▶ **What you will do**: The lines to find are those in the entries that hold the word "FACES"; copy every one of them.

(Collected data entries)
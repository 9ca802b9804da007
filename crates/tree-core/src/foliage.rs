//! Foliage: the large point cloud that blends from the chaos shell into the
//! filled cone.
//!
//! Per-point work is split the way the renderer consumes it. The animator
//! writes one [`FoliageInstance`] per point (blended position, world-space
//! size, colour) and the point shader draws it as a camera-facing quad with
//! a soft circular mask under additive blending. [`point_mask_alpha`] is the
//! CPU mirror of that mask.

use crate::constants::*;
use crate::layout::Placement;
use crate::progress::LastGood;
use glam::Vec3;

#[repr(C)]
#[derive(Copy, Clone, Debug, Default, PartialEq, bytemuck::Pod, bytemuck::Zeroable)]
pub struct FoliageInstance {
    pub position: [f32; 3],
    pub size: f32,
    pub color: [f32; 4],
}

#[derive(Clone, Copy, Debug, PartialEq)]
pub struct FoliageParams {
    pub sway_amplitude: f32,
    pub sway_height_freq: f32,
    pub base_size: f32,
    pub pulse_amplitude: f32,
    pub pulse_freq: f32,
    /// Height used to normalise the colour ramp (the tree height).
    pub color_height: f32,
    pub base_color: Vec3,
    pub accent_color: Vec3,
}

impl Default for FoliageParams {
    fn default() -> Self {
        Self {
            sway_amplitude: SWAY_AMPLITUDE,
            sway_height_freq: SWAY_HEIGHT_FREQ,
            base_size: POINT_BASE_SIZE,
            pulse_amplitude: POINT_PULSE_AMPLITUDE,
            pulse_freq: POINT_PULSE_FREQ,
            color_height: TREE_HEIGHT,
            base_color: Vec3::from(FOLIAGE_BASE_COLOR),
            accent_color: Vec3::from(FOLIAGE_ACCENT_COLOR),
        }
    }
}

/// Blended position plus a wind sway that only shows once the tree forms.
#[inline]
pub fn point_position(p: &Placement, progress: f32, time: f32, params: &FoliageParams) -> Vec3 {
    let mut pos = p.chaos.lerp(p.target, progress);
    let sway = (time + pos.y * params.sway_height_freq).sin() * params.sway_amplitude * progress;
    pos.x += sway;
    pos.z += sway;
    pos
}

/// World-space point size, shimmering over time and with height.
#[inline]
pub fn point_size(position: Vec3, time: f32, params: &FoliageParams) -> f32 {
    params.base_size * (1.0 + params.pulse_amplitude * (time * params.pulse_freq + position.y).sin())
}

/// Deep green toward gold as the tree forms; lower points keep more green.
#[inline]
pub fn point_color(position: Vec3, progress: f32, params: &FoliageParams) -> Vec3 {
    let height_bias = if params.color_height > 0.0 {
        (1.0 - position.y / params.color_height).clamp(0.0, 1.0)
    } else {
        0.0
    };
    params
        .base_color
        .lerp(params.accent_color, progress * height_bias)
}

/// Alpha of the soft dot at distance `d` from the point centre (quad uv units).
#[inline]
pub fn point_mask_alpha(d: f32) -> f32 {
    if !(d <= POINT_MASK_RADIUS) {
        return 0.0;
    }
    1.0 - smoothstep(POINT_MASK_INNER, POINT_MASK_RADIUS, d)
}

#[inline]
fn smoothstep(edge0: f32, edge1: f32, x: f32) -> f32 {
    let t = ((x - edge0) / (edge1 - edge0)).clamp(0.0, 1.0);
    t * t * (3.0 - 2.0 * t)
}

/// Owns the foliage placements and the per-frame instance buffer.
pub struct FoliageField {
    placements: Vec<Placement>,
    params: FoliageParams,
    instances: Vec<FoliageInstance>,
    last_good: LastGood,
}

impl FoliageField {
    pub fn new(placements: Vec<Placement>, params: FoliageParams) -> Self {
        let instances = vec![FoliageInstance::default(); placements.len()];
        Self {
            placements,
            params,
            instances,
            last_good: LastGood::default(),
        }
    }

    pub fn len(&self) -> usize {
        self.placements.len()
    }

    pub fn is_empty(&self) -> bool {
        self.placements.is_empty()
    }

    pub fn placements(&self) -> &[Placement] {
        &self.placements
    }

    pub fn params(&self) -> &FoliageParams {
        &self.params
    }

    /// Rewrite every instance for this frame. Non-finite `progress` or `time`
    /// is replaced by the last finite value passed in.
    pub fn update(&mut self, progress: f32, time: f32) {
        let (progress, time) = self.last_good.accept(progress, time);
        let params = &self.params;
        for (inst, p) in self.instances.iter_mut().zip(&self.placements) {
            let pos = point_position(p, progress, time, params);
            let size = point_size(pos, time, params);
            let color = point_color(pos, progress, params);
            *inst = FoliageInstance {
                position: pos.to_array(),
                size,
                color: color.extend(1.0).to_array(),
            };
        }
    }

    pub fn instances(&self) -> &[FoliageInstance] {
        &self.instances
    }
}
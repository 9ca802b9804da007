use std::f32::consts::{PI, TAU};

#[repr(C)]
#[derive(Copy, Clone, Debug, bytemuck::Pod, bytemuck::Zeroable)]
pub struct Vertex {
    pub position: [f32; 3],
    pub normal: [f32; 3],
}

pub struct Mesh {
    pub vertices: Vec<Vertex>,
    pub indices: Vec<u16>,
}

/// Unit-radius UV sphere.
pub fn uv_sphere(segments: u16, rings: u16) -> Mesh {
    let segments = segments.max(3);
    let rings = rings.max(2);
    let mut vertices = Vec::with_capacity((segments as usize + 1) * (rings as usize + 1));
    for r in 0..=rings {
        let phi = PI * r as f32 / rings as f32;
        let (sp, cp) = phi.sin_cos();
        for s in 0..=segments {
            let theta = TAU * s as f32 / segments as f32;
            let (st, ct) = theta.sin_cos();
            let n = [sp * ct, cp, sp * st];
            vertices.push(Vertex {
                position: n,
                normal: n,
            });
        }
    }
    let stride = segments + 1;
    let mut indices = Vec::with_capacity(segments as usize * rings as usize * 6);
    for r in 0..rings {
        for s in 0..segments {
            let a = r * stride + s;
            let b = a + stride;
            indices.extend_from_slice(&[a, b, a + 1, a + 1, b, b + 1]);
        }
    }
    Mesh { vertices, indices }
}

/// Unit cube centred on the origin, one flat normal per face.
pub fn cube() -> Mesh {
    const FACES: [([f32; 3], [f32; 3], [f32; 3]); 6] = [
        // normal, u axis, v axis
        ([1.0, 0.0, 0.0], [0.0, 0.0, -1.0], [0.0, 1.0, 0.0]),
        ([-1.0, 0.0, 0.0], [0.0, 0.0, 1.0], [0.0, 1.0, 0.0]),
        ([0.0, 1.0, 0.0], [1.0, 0.0, 0.0], [0.0, 0.0, -1.0]),
        ([0.0, -1.0, 0.0], [1.0, 0.0, 0.0], [0.0, 0.0, 1.0]),
        ([0.0, 0.0, 1.0], [1.0, 0.0, 0.0], [0.0, 1.0, 0.0]),
        ([0.0, 0.0, -1.0], [-1.0, 0.0, 0.0], [0.0, 1.0, 0.0]),
    ];
    let mut vertices = Vec::with_capacity(24);
    let mut indices = Vec::with_capacity(36);
    for (n, u, v) in FACES {
        let base = vertices.len() as u16;
        for (su, sv) in [(-0.5, -0.5), (0.5, -0.5), (0.5, 0.5), (-0.5, 0.5)] {
            let position = [
                n[0] * 0.5 + u[0] * su + v[0] * sv,
                n[1] * 0.5 + u[1] * su + v[1] * sv,
                n[2] * 0.5 + u[2] * su + v[2] * sv,
            ];
            vertices.push(Vertex {
                position,
                normal: n,
            });
        }
        indices.extend_from_slice(&[base, base + 1, base + 2, base, base + 2, base + 3]);
    }
    Mesh { vertices, indices }
}

/// Capped cylinder centred on the origin along +Y, tapering from
/// `radius_bottom` to `radius_top`.
pub fn cylinder(radius_top: f32, radius_bottom: f32, height: f32, segments: u16) -> Mesh {
    let segments = segments.max(3);
    let half = height * 0.5;
    let slope = if height > 0.0 {
        (radius_bottom - radius_top) / height
    } else {
        0.0
    };
    let mut vertices = Vec::with_capacity((segments as usize + 1) * 4 + 2);
    let mut indices = Vec::with_capacity(segments as usize * 12);

    // side: bottom and top rings, one sloped normal per column
    for s in 0..=segments {
        let theta = TAU * s as f32 / segments as f32;
        let (st, ct) = theta.sin_cos();
        let len = (1.0 + slope * slope).sqrt();
        let normal = [ct / len, slope / len, st / len];
        for (r, y) in [(radius_bottom, -half), (radius_top, half)] {
            vertices.push(Vertex {
                position: [r * ct, y, r * st],
                normal,
            });
        }
    }
    for s in 0..segments {
        let a = s * 2;
        indices.extend_from_slice(&[a, a + 1, a + 2, a + 2, a + 1, a + 3]);
    }

    // caps: a centre vertex fanned to its own ring
    for (r, y, ny) in [(radius_bottom, -half, -1.0), (radius_top, half, 1.0)] {
        let centre = vertices.len() as u16;
        vertices.push(Vertex {
            position: [0.0, y, 0.0],
            normal: [0.0, ny, 0.0],
        });
        for s in 0..=segments {
            let (st, ct) = (TAU * s as f32 / segments as f32).sin_cos();
            vertices.push(Vertex {
                position: [r * ct, y, r * st],
                normal: [0.0, ny, 0.0],
            });
        }
        for s in 0..segments {
            indices.extend_from_slice(&[centre, centre + 1 + s, centre + 2 + s]);
        }
    }
    Mesh { vertices, indices }
}
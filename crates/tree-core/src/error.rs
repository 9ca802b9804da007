//! Initialization-time configuration errors.
//!
//! Nothing in the per-frame path returns an error: degenerate frame inputs are
//! sanitized instead. Everything that can be wrong with a scene is caught once,
//! when it is built.

use crate::ornaments::Category;
use thiserror::Error;

#[derive(Debug, Error, Clone, PartialEq)]
pub enum ConfigError {
    #[error("category {category:?} has weight {weight}; weights must be finite and > 0")]
    NonPositiveWeight { category: Category, weight: f32 },

    #[error("invalid shape parameter `{name}` = {value}")]
    InvalidShape { name: &'static str, value: f32 },

    #[error("progress rate must be finite and > 0, got {0}")]
    InvalidRate(f32),

    #[error("initial progress must lie in [0, 1], got {0}")]
    InvalidProgress(f32),

    #[error("ornament palette is empty")]
    EmptyPalette,

    #[error("{buffer} instance buffer holds {capacity} but {actual} instances were produced")]
    InstanceCountMismatch {
        buffer: &'static str,
        capacity: usize,
        actual: usize,
    },
}
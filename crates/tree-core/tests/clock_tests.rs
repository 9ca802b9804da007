// Host-side tests for the frame clock.

use tree_core::constants::MAX_FRAME_DELTA_SEC;
use tree_core::FrameClock;

#[test]
fn frame_clock_reports_bounded_non_negative_deltas() {
    let mut clock = FrameClock::new();
    let mut last_elapsed = 0.0;
    for _ in 0..5 {
        let t = clock.tick();
        assert!(t.delta >= 0.0 && t.delta <= MAX_FRAME_DELTA_SEC);
        assert!(t.elapsed >= last_elapsed);
        last_elapsed = t.elapsed;
    }
}
use rand::rngs::StdRng;
use rand::SeedableRng;
use winit::{
    event::*,
    event_loop::EventLoop,
    keyboard::{Key, NamedKey},
    window::WindowBuilder,
};

use tree_core::{FrameClock, FrameInput, Mode, OrbitCamera, Scene, SceneConfig};

mod geometry;
mod input;
mod render;

use input::PointerState;
use render::GpuState;

fn window_title(mode: Mode) -> String {
    format!(
        "Grand Luxury Tree | {} | Space: {}",
        mode.label(),
        mode.toggle_action()
    )
}

fn main() -> anyhow::Result<()> {
    env_logger::Builder::from_env(env_logger::Env::default().default_filter_or("info")).init();

    let config = SceneConfig::default();
    let mut mode = config.initial_mode;
    let seed: u64 = rand::random();
    let mut rng = StdRng::seed_from_u64(seed);
    let mut scene = Scene::new(config, &mut rng)?;
    log::info!("[native] layout seed={seed:#018x}");

    let event_loop = EventLoop::new()?;
    let window = WindowBuilder::new()
        .with_title(window_title(mode))
        .build(&event_loop)?;

    let mut gpu = pollster::block_on(GpuState::new(&window, &scene))?;
    let mut orbit = OrbitCamera::default();
    let mut clock = FrameClock::new();
    let mut pointer = PointerState::default();

    event_loop.run(move |event, elwt| match event {
        Event::WindowEvent { event, .. } => match event {
            WindowEvent::Resized(size) => gpu.resize(size),
            WindowEvent::CloseRequested => elwt.exit(),
            WindowEvent::KeyboardInput { event, .. } if event.state == ElementState::Pressed => {
                match &event.logical_key {
                    Key::Named(NamedKey::Space) | Key::Named(NamedKey::Enter) if !event.repeat => {
                        mode = mode.toggled();
                        log::info!("[native] mode -> {}", mode.label());
                        gpu.window.set_title(&window_title(mode));
                    }
                    Key::Named(NamedKey::Escape) => elwt.exit(),
                    _ => {}
                }
            }
            WindowEvent::CursorMoved { position, .. } => {
                let size = gpu.window.inner_size();
                if let Some(delta) = pointer.move_to(position.x, position.y, size.width, size.height)
                {
                    orbit.orbit(
                        delta.x * input::ORBIT_RADIANS_PER_PX,
                        delta.y * input::ORBIT_RADIANS_PER_PX,
                    );
                }
            }
            WindowEvent::CursorLeft { .. } => pointer.leave(),
            WindowEvent::MouseInput {
                state,
                button: MouseButton::Left,
                ..
            } => pointer.dragging = state == ElementState::Pressed,
            WindowEvent::MouseWheel { delta, .. } => {
                let lines = match delta {
                    MouseScrollDelta::LineDelta(_, y) => y,
                    MouseScrollDelta::PixelDelta(p) => p.y as f32 / input::PIXELS_PER_LINE,
                };
                orbit.zoom(input::zoom_factor(lines));
            }
            WindowEvent::RedrawRequested => {
                let t = clock.tick();
                orbit.advance(mode, t.delta);
                scene.frame(&FrameInput {
                    delta: t.delta,
                    elapsed: t.elapsed,
                    pointer: pointer.ndc,
                    mode,
                });
                let camera = orbit.camera(gpu.aspect());
                match gpu.render(&scene, &camera) {
                    Ok(_) => {}
                    Err(wgpu::SurfaceError::Lost | wgpu::SurfaceError::Outdated) => {
                        gpu.resize(gpu.window.inner_size())
                    }
                    Err(wgpu::SurfaceError::OutOfMemory) => {
                        log::error!("[native] GPU out of memory");
                        elwt.exit()
                    }
                    Err(e) => log::warn!("[native] frame skipped: {e:?}"),
                }
            }
            _ => {}
        },
        Event::AboutToWait => gpu.window.request_redraw(),
        _ => {}
    })?;
    Ok(())
}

▶ **Response for this exercise**:
    const FACES: [([f32; 3], [f32; 3], [f32; 3]); 6] = [
    for (n, u, v) in FACES {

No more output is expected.